The city administers three villages: Dudașu Schelei, Gura Văii, and Schela Cladovei. The city's population is 92,617 (2011), up from 18,628 in 1900.

Etymology

Drobeta
Drobeta was a Dacian town. The Roman castrum built by Emperor Trajan at the site preserved the Dacian name (see "History" section). According to Hamp and Hyllested, Drobeta reflects a roman misinterpretation of *Druwā-tā (the wooden place) with a postposed article, reflecting an old Albanian syntag for wood druwa-tai

Severin
The city's name was originally linked by historians with the Roman Emperor Septimius Severus, during whose reign the name of the city was Drobeta Septimia Severiana. However, the name may be derived from Old Church Slavonic severno ("northern"), from sěverъ, "north".

Another possibility is that Severin's name was taken in memory of Severinus of Noricum, who was the patron saint of the medieval colony Turnu, initially a suffragane of the Diocese of Kalocsa.

Turnu
The name of Turnu ("Tower") refers to a tower on the north bank of the Danube built by the Byzantines. Thus, the name of the city would mean "Northern Tower".

In other languages
Foreign names include Hungarian Szörényvár or Szörénytornya, Bulgarian Турну Северин and Serbian Дробета-Турн Северин/Drobeta-Turn Severin.

Geography and climate 
It is situated in western Oltenia, at the edge of the Topolnița depression, 220 km south-east of Timișoara, 113 km west of Craiova and 353 km west of Bucharest.
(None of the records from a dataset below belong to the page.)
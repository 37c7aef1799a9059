//! Vector memory for NPCs.
//!
//! A [`MemoryStore`] is a flat inner-product index over unit vectors, keyed by
//! an opaque string. It is loaded from a single file on construction and
//! written back as one blob by [`MemoryStore::save`]. Stores are shared between
//! the router and the worker pool through a [`MemoryRegistry`], one store per
//! backing file.

use std::{
    collections::HashMap,
    path::{Path, PathBuf},
    sync::Arc,
};

use parking_lot::Mutex;
use sha2::{Digest, Sha256};

const FORMAT_VERSION: u32 = 1;

#[derive(Debug, thiserror::Error)]
pub enum MemoryError {
    #[error("vector has {actual} dimensions, store expects {expected}")]
    DimensionMismatch { expected: usize, actual: usize },
    #[error("memory store io error on {}: {source}", path.display())]
    Io {
        path: PathBuf,
        #[source]
        source: std::io::Error,
    },
    #[error("failed to encode memory store: {0}")]
    Encode(#[from] rmp_serde::encode::Error),
    #[error("memory store file {} is unreadable: {source}", path.display())]
    Decode {
        path: PathBuf,
        #[source]
        source: rmp_serde::decode::Error,
    },
    #[error("memory store file {} has unsupported version {version}", path.display())]
    Version { path: PathBuf, version: u32 },
}

#[derive(Debug, Clone, PartialEq, serde::Serialize, serde::Deserialize)]
pub struct MemoryRecord {
    pub key: String,
    pub vector: Vec<f32>,
    pub source_text: Option<String>,
}

#[derive(serde::Serialize, serde::Deserialize)]
struct Snapshot {
    version: u32,
    dim: usize,
    records: Vec<MemoryRecord>,
}

/// SHA-256 hex digest of `text`, used as the key of a remembered sentence.
pub fn fingerprint(text: &str) -> String {
    hex::encode(Sha256::digest(text.as_bytes()))
}

pub struct MemoryStore {
    path: PathBuf,
    dim: usize,
    records: Vec<MemoryRecord>,
    by_key: HashMap<String, usize>,
}

impl MemoryStore {
    /// Loads the store at `path` if the file exists, otherwise starts empty.
    ///
    /// An existing file that cannot be decoded, or that was written with a
    /// different dimensionality, is an error. The file is left untouched.
    pub fn open(path: impl Into<PathBuf>, dim: usize) -> Result<Self, MemoryError> {
        let path = path.into();
        let mut store = Self {
            path,
            dim,
            records: vec![],
            by_key: HashMap::new(),
        };

        let bytes = match std::fs::read(&store.path) {
            Ok(bytes) => bytes,
            Err(e) if e.kind() == std::io::ErrorKind::NotFound => return Ok(store),
            Err(source) => {
                return Err(MemoryError::Io {
                    path: store.path,
                    source,
                })
            }
        };

        let snapshot: Snapshot =
            rmp_serde::from_slice(&bytes).map_err(|source| MemoryError::Decode {
                path: store.path.clone(),
                source,
            })?;
        if snapshot.version != FORMAT_VERSION {
            return Err(MemoryError::Version {
                path: store.path,
                version: snapshot.version,
            });
        }
        if snapshot.dim != dim {
            return Err(MemoryError::DimensionMismatch {
                expected: dim,
                actual: snapshot.dim,
            });
        }

        for record in snapshot.records {
            store.check_dim(&record.vector)?;
            store.insert(record);
        }
        log::debug!(
            "loaded {} memories from {}",
            store.records.len(),
            store.path.display()
        );
        Ok(store)
    }

    pub fn len(&self) -> usize {
        self.records.len()
    }

    pub fn is_empty(&self) -> bool {
        self.records.is_empty()
    }

    fn check_dim(&self, vector: &[f32]) -> Result<(), MemoryError> {
        if vector.len() != self.dim {
            return Err(MemoryError::DimensionMismatch {
                expected: self.dim,
                actual: vector.len(),
            });
        }
        Ok(())
    }

    fn insert(&mut self, record: MemoryRecord) {
        match self.by_key.get(&record.key) {
            Some(&i) => self.records[i] = record,
            None => {
                self.by_key.insert(record.key.clone(), self.records.len());
                self.records.push(record);
            }
        }
    }

    /// Inserts or replaces the vector stored under `key`.
    pub fn put(&mut self, key: impl Into<String>, vector: Vec<f32>) -> Result<(), MemoryError> {
        self.check_dim(&vector)?;
        let key = key.into();
        let source_text = self
            .by_key
            .get(&key)
            .and_then(|&i| self.records[i].source_text.clone());
        self.insert(MemoryRecord {
            key,
            vector,
            source_text,
        });
        Ok(())
    }

    /// Stores `text` under its fingerprint and returns the key.
    pub fn remember(&mut self, text: &str, vector: Vec<f32>) -> Result<String, MemoryError> {
        let key = fingerprint(text);
        self.put(key.clone(), vector)?;
        if let Some(&i) = self.by_key.get(&key) {
            self.records[i].source_text = Some(text.to_string());
        }
        Ok(key)
    }

    pub fn text(&self, key: &str) -> Option<&str> {
        self.by_key
            .get(key)
            .and_then(|&i| self.records[i].source_text.as_deref())
    }

    /// Up to `k` keys whose inner product with `vector` exceeds `threshold`,
    /// best first, with their scores.
    pub fn search(
        &self,
        vector: &[f32],
        k: usize,
        threshold: f32,
    ) -> Result<(Vec<String>, Vec<f32>), MemoryError> {
        self.check_dim(vector)?;

        let mut hits: Vec<(usize, f32)> = self
            .records
            .iter()
            .enumerate()
            .map(|(i, r)| (i, dot(&r.vector, vector)))
            .filter(|(_, score)| *score > threshold)
            .collect();
        hits.sort_by(|a, b| b.1.total_cmp(&a.1));
        hits.truncate(k);

        Ok(hits
            .into_iter()
            .map(|(i, score)| (self.records[i].key.clone(), score))
            .unzip())
    }

    /// Source texts of the best matches, skipping records stored without text.
    pub fn recall(
        &self,
        vector: &[f32],
        k: usize,
        threshold: f32,
    ) -> Result<Vec<String>, MemoryError> {
        let (keys, _) = self.search(vector, k, threshold)?;
        Ok(keys
            .iter()
            .filter_map(|key| self.text(key).map(str::to_string))
            .collect())
    }

    /// Writes the whole store to its file, replacing it atomically.
    pub fn save(&self) -> Result<(), MemoryError> {
        let io_err = |source| MemoryError::Io {
            path: self.path.clone(),
            source,
        };

        if let Some(parent) = self.path.parent() {
            std::fs::create_dir_all(parent).map_err(io_err)?;
        }

        let snapshot = Snapshot {
            version: FORMAT_VERSION,
            dim: self.dim,
            records: self.records.clone(),
        };
        let bytes = rmp_serde::to_vec(&snapshot)?;

        let mut tmp = self.path.clone().into_os_string();
        tmp.push(".tmp");
        std::fs::write(&tmp, bytes).map_err(io_err)?;
        std::fs::rename(&tmp, &self.path).map_err(io_err)?;
        Ok(())
    }

    /// Deletes the backing file and forgets every record. Irreversible.
    pub fn remove(&mut self) -> Result<(), MemoryError> {
        self.records.clear();
        self.by_key.clear();
        match std::fs::remove_file(&self.path) {
            Ok(()) => Ok(()),
            Err(e) if e.kind() == std::io::ErrorKind::NotFound => Ok(()),
            Err(source) => Err(MemoryError::Io {
                path: self.path.clone(),
                source,
            }),
        }
    }
}

fn dot(a: &[f32], b: &[f32]) -> f32 {
    a.iter().zip(b).map(|(x, y)| x * y).sum()
}

pub type SharedStore = Arc<Mutex<MemoryStore>>;

/// One open store per file path, shared by everyone who asks for that path.
pub struct MemoryRegistry {
    dim: usize,
    stores: HashMap<PathBuf, SharedStore>,
}

impl MemoryRegistry {
    pub fn new(dim: usize) -> Self {
        Self {
            dim,
            stores: HashMap::new(),
        }
    }

    pub fn open(&mut self, path: impl AsRef<Path>) -> Result<SharedStore, MemoryError> {
        let path = path.as_ref();
        if let Some(store) = self.stores.get(path) {
            return Ok(store.clone());
        }
        let store = Arc::new(Mutex::new(MemoryStore::open(path, self.dim)?));
        self.stores.insert(path.to_path_buf(), store.clone());
        Ok(store)
    }

    /// Saves every open store. Failures are logged, not returned.
    pub fn save_all(&self) -> usize {
        let mut saved = 0;
        for (path, store) in &self.stores {
            match store.lock().save() {
                Ok(()) => saved += 1,
                Err(e) => log::error!("failed to save memory store {}: {e}", path.display()),
            }
        }
        saved
    }
}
The region's climate gives Severin warm summers and mild winters, meaning the city is home to magnolia trees, Caucasian nut trees, and ginkgo biloba as well as the almond trees, figs, lilacs, lindens, and chestnut trees more common throughout Europe. The climate in the region can be classified as a "sub-Mediterranean climate".

History

The first written document, mentioning the city 1,870 years earlier, was commemorated in 1992.

Dacian and Roman times
Drobeta was a Dacian town the mentioned by Greek geographer Ptolemy of Alexandria (2nd century AD).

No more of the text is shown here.